Comparison of Shotokan karate Injuries against Injuries in other Martial Arts and Select NCAA Contact Sports

United States Collegiate Shotokan karate clubs have historically played a vital role in the spread of the art of Shotokan karate. Additionally, Karate being included in the 2020 Olympics is expected to afford an increase in participation. In recent years, however, there has been an increase in risk management policies at universities to protect the liability of the school and increase the safety of the students who participate in any kind of athletic activity. While these policies are important, they vary depending on the type of sport or activity, resulting in different athletic activities being categorized into various categories based on their perceived risk.
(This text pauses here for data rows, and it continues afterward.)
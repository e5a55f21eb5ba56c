//! Named columns and their declared storage types.

use std::collections::HashSet;

use indexmap::IndexMap;
use serde::{Deserialize, Serialize};

use super::value::{Value, ValueKind};

/// Declared storage type of a column.
#[derive(Debug, Clone, Copy, PartialEq, Eq, Hash, Default, Serialize, Deserialize)]
#[serde(rename_all = "snake_case")]
pub enum StorageType {
    /// Whole numbers.
    Integer,
    /// Floating-point numbers.
    Float,
    /// Boolean values.
    Boolean,
    /// Date and/or time values.
    DateTime,
    /// Generic text/object storage; may hold any value kind.
    #[default]
    Text,
    /// Categorical labels.
    Categorical,
}

impl StorageType {
    /// Returns true if this type is numeric.
    pub fn is_numeric(&self) -> bool {
        matches!(self, StorageType::Integer | StorageType::Float)
    }

    /// Returns true for generic text/object storage.
    pub fn is_text(&self) -> bool {
        matches!(self, StorageType::Text)
    }

    /// Returns true for text and categorical storage.
    pub fn is_categorical_like(&self) -> bool {
        matches!(self, StorageType::Text | StorageType::Categorical)
    }

    /// Pick the narrowest storage type able to hold every non-null value.
    pub fn infer(values: &[Value]) -> Self {
        let mut kinds = values.iter().map(Value::kind).filter(|k| *k != ValueKind::Null);
        let Some(first) = kinds.next() else {
            return StorageType::Float;
        };

        let mut storage = match first {
            ValueKind::Integer => StorageType::Integer,
            ValueKind::Float => StorageType::Float,
            ValueKind::Boolean => StorageType::Boolean,
            ValueKind::Other => StorageType::DateTime,
            ValueKind::Text | ValueKind::Null => return StorageType::Text,
        };

        for kind in kinds {
            storage = match (storage, kind) {
                (StorageType::Integer, ValueKind::Integer) => StorageType::Integer,
                (StorageType::Integer | StorageType::Float, ValueKind::Integer | ValueKind::Float) => {
                    StorageType::Float
                }
                (StorageType::Boolean, ValueKind::Boolean) => StorageType::Boolean,
                (StorageType::DateTime, ValueKind::Other) => StorageType::DateTime,
                _ => return StorageType::Text,
            };
        }

        storage
    }
}

/// A named column of values.
#[derive(Debug, Clone, PartialEq, Serialize)]
pub struct Column {
    /// Column name.
    pub name: String,
    /// Declared storage type.
    pub storage: StorageType,
    /// Cell values in row order.
    pub values: Vec<Value>,
}

impl Column {
    /// Create a column with an explicit storage type.
    pub fn new(name: impl Into<String>, storage: StorageType, values: Vec<Value>) -> Self {
        Self {
            name: name.into(),
            storage,
            values,
        }
    }

    /// Create a column whose storage type is inferred from its values.
    pub fn inferred(name: impl Into<String>, values: Vec<Value>) -> Self {
        let storage = StorageType::infer(&values);
        Self::new(name, storage, values)
    }

    /// Number of values, nulls included.
    pub fn len(&self) -> usize {
        self.values.len()
    }

    pub fn is_empty(&self) -> bool {
        self.values.is_empty()
    }

    /// Number of null values.
    pub fn null_count(&self) -> usize {
        self.values.iter().filter(|v| v.is_null()).count()
    }

    /// Iterate over non-null values.
    pub fn non_null(&self) -> impl Iterator<Item = &Value> {
        self.values.iter().filter(|v| !v.is_null())
    }

    /// Count distinct values. Nulls form one extra value when `include_nulls` is set.
    pub fn distinct_count(&self, include_nulls: bool) -> usize {
        let mut seen = HashSet::new();
        for value in &self.values {
            if value.is_null() && !include_nulls {
                continue;
            }
            seen.insert(value.distinct_key());
        }
        seen.len()
    }

    /// Tally value kinds, most frequent first.
    pub fn kind_counts(&self) -> IndexMap<ValueKind, usize> {
        let mut counts: IndexMap<ValueKind, usize> = IndexMap::new();
        for value in &self.values {
            *counts.entry(value.kind()).or_insert(0) += 1;
        }
        counts.sort_by(|ka, a, kb, b| b.cmp(a).then(ka.cmp(kb)));
        counts
    }

    /// Largest share of a single non-null value among non-null values.
    ///
    /// Returns 0.0 when the column has no non-null values.
    pub fn top_frequency(&self) -> f64 {
        let mut counts = std::collections::HashMap::new();
        let mut total = 0usize;
        for value in self.non_null() {
            *counts.entry(value.distinct_key()).or_insert(0usize) += 1;
            total += 1;
        }

        match counts.values().max() {
            Some(&top) if total > 0 => top as f64 / total as f64,
            _ => 0.0,
        }
    }
}
//! Story command - narrate a data file for non-technical readers.

use std::path::PathBuf;

use colored::Colorize;
use sifter::{Assistant, Sifter};

use crate::cli::LlmArgs;

pub fn run(file: PathBuf, llm: LlmArgs, verbose: bool) -> Result<(), Box<dyn std::error::Error>> {
    super::require_file(&file)?;

    let provider = super::build_provider(&llm)?
        .ok_or("Stories need a language model. Pass --llm huggingface, ollama, or mock.")?;

    let result = Sifter::new().analyze(&file)?;

    if verbose {
        println!("{}", "Describe:".yellow().bold());
        println!("{}", result.preview.describe);
        println!();
    }

    let story = Assistant::new(provider).data_story(
        &result.preview.head,
        &result.preview.describe,
        &result.columns,
    );
    super::report_fallback(story.error.as_deref());

    println!("{}", story.value);
    Ok(())
}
Shotokan karate is often placed into the high-risk category, with resulting policies being implemented in such a way as to make the day-to-day running of a Shotokan karate Club difficult to impossible. Interestingly, there is very little evidence that Shotokan karate is a high-risk sport and is deserving of the policies and regulations that it is often subjected to. To date, current risk assessments for injuries in Shotokan karate exist but have not been collated and organized in a meaningful way. To this end, using the current available data for injuries in Shotokan karate, this study aims to compare Shotokan karate to other types of martial arts and other collegiate sports, while looking at parameters including, but not limited to, the duration of training and number of days of training per week, to identify the safest ranges and determine ways to help prevent injury. It is hoped that in collating these data collegiate clubs will be able to help college policy makers to reach more informed decisions regarding risk management with respect to this sport.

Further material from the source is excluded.